Stored items:
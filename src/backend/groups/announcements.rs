//! Group notice board

use std::sync::Arc;
use uuid::Uuid;

use crate::backend::error::BackendError;
use crate::backend::groups::guard::MembershipGuard;
use crate::backend::store::RelationalStore;
use crate::shared::{AnnouncementView, ErrorKind, Role};

pub const MAX_ANNOUNCEMENT_LEN: usize = 2000;

fn forbidden() -> BackendError {
    BackendError::forbidden("Only the author or a group admin can delete this")
}

pub struct AnnouncementBoard {
    store: Arc<dyn RelationalStore>,
    guard: Arc<MembershipGuard>,
}

impl AnnouncementBoard {
    pub fn new(store: Arc<dyn RelationalStore>, guard: Arc<MembershipGuard>) -> Self {
        Self { store, guard }
    }

    pub async fn post(&self, user_id: Uuid, code: &str, body: &str) -> Result<AnnouncementView, BackendError> {
        let body = body.trim();
        let len = body.chars().count();
        if len == 0 || len > MAX_ANNOUNCEMENT_LEN {
            return Err(BackendError::validation(format!(
                "Announcement must be between 1 and {} characters",
                MAX_ANNOUNCEMENT_LEN
            )));
        }
        let group = self.guard.authorize(user_id, code).await?;
        let announcement = self.store.create_announcement(group.id, user_id, body).await?;
        tracing::debug!("[Groups] Announcement {} posted in {}", announcement.id, group.code);
        Ok(announcement.into())
    }

    /// Newest first
    pub async fn list(&self, user_id: Uuid, code: &str) -> Result<Vec<AnnouncementView>, BackendError> {
        let group = self.guard.authorize(user_id, code).await?;
        Ok(self
            .store
            .list_announcements(group.id)
            .await?
            .into_iter()
            .map(AnnouncementView::from)
            .collect())
    }

    /// The author or a group admin may delete
    pub async fn delete(&self, user_id: Uuid, announcement_id: Uuid) -> Result<(), BackendError> {
        let announcement = self
            .store
            .get_announcement(announcement_id)
            .await?
            .ok_or_else(|| BackendError::not_found("Announcement not found"))?;

        if announcement.user_id != user_id {
            match self.guard.role_of(user_id, announcement.group_id).await {
                Ok(Role::Admin) => {}
                Ok(Role::Member) => return Err(forbidden()),
                Err(e) if e.kind() == ErrorKind::NotAuthorized => return Err(forbidden()),
                Err(e) => return Err(e),
            }
        }
        self.store.delete_announcement(announcement_id).await?;
        Ok(())
    }
}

Exercise brief> The data must be output in full, exactly as given.

Reply to the exercise>
filename src/backend/groups/announcements.rs
//! Group notice board

use std::sync::Arc;
use uuid::Uuid;

use crate::backend::error::BackendError;
use crate::backend::groups::guard::MembershipGuard;
use crate::backend::store::RelationalStore;
use crate::shared::{AnnouncementView, ErrorKind, Role};

pub const MAX_ANNOUNCEMENT_LEN: usize = 2000;

fn forbidden() -> BackendError {
    BackendError::forbidden("Only the author or a group admin can delete this")
}

pub struct AnnouncementBoard {
    store: Arc<dyn RelationalStore>,
    guard: Arc<MembershipGuard>,
}

impl AnnouncementBoard {
    pub fn new(store: Arc<dyn RelationalStore>, guard: Arc<MembershipGuard>) -> Self {
        Self { store, guard }
    }

    pub async fn post(&self, user_id: Uuid, code: &str, body: &str) -> Result<AnnouncementView, BackendError> {
        let body = body.trim();
        let len = body.chars().count();
        if len == 0 || len > MAX_ANNOUNCEMENT_LEN {
            return Err(BackendError::validation(format!(
                "Announcement must be between 1 and {} characters",
                MAX_ANNOUNCEMENT_LEN
            )));
        }
        let group = self.guard.authorize(user_id, code).await?;
        let announcement = self.store.create_announcement(group.id, user_id, body).await?;
        tracing::debug!("[Groups] Announcement {} posted in {}", announcement.id, group.code);
        Ok(announcement.into())
    }

    /// Newest first
    pub async fn list(&self, user_id: Uuid, code: &str) -> Result<Vec<AnnouncementView>, BackendError> {
        let group = self.guard.authorize(user_id, code).await?;
        Ok(self
            .store
            .list_announcements(group.id)
            .await?
            .into_iter()
            .map(AnnouncementView::from)
            .collect())
    }

    /// The author or a group admin may delete
    pub async fn delete(&self, user_id: Uuid, announcement_id: Uuid) -> Result<(), BackendError> {
        let announcement = self
            .store
            .get_announcement(announcement_id)
            .await?
            .ok_or_else(|| BackendError::not_found("Announcement not found"))?;

        if announcement.user_id != user_id {
            match self.guard.role_of(user_id, announcement.group_id).await {
                Ok(Role::Admin) => {}
                Ok(Role::Member) => return Err(forbidden()),
                Err(e) if e.kind() == ErrorKind::NotAuthorized => return Err(forbidden()),
                Err(e) => return Err(e),
            }
        }
        self.store.delete_announcement(announcement_id).await?;
        Ok(())
    }
}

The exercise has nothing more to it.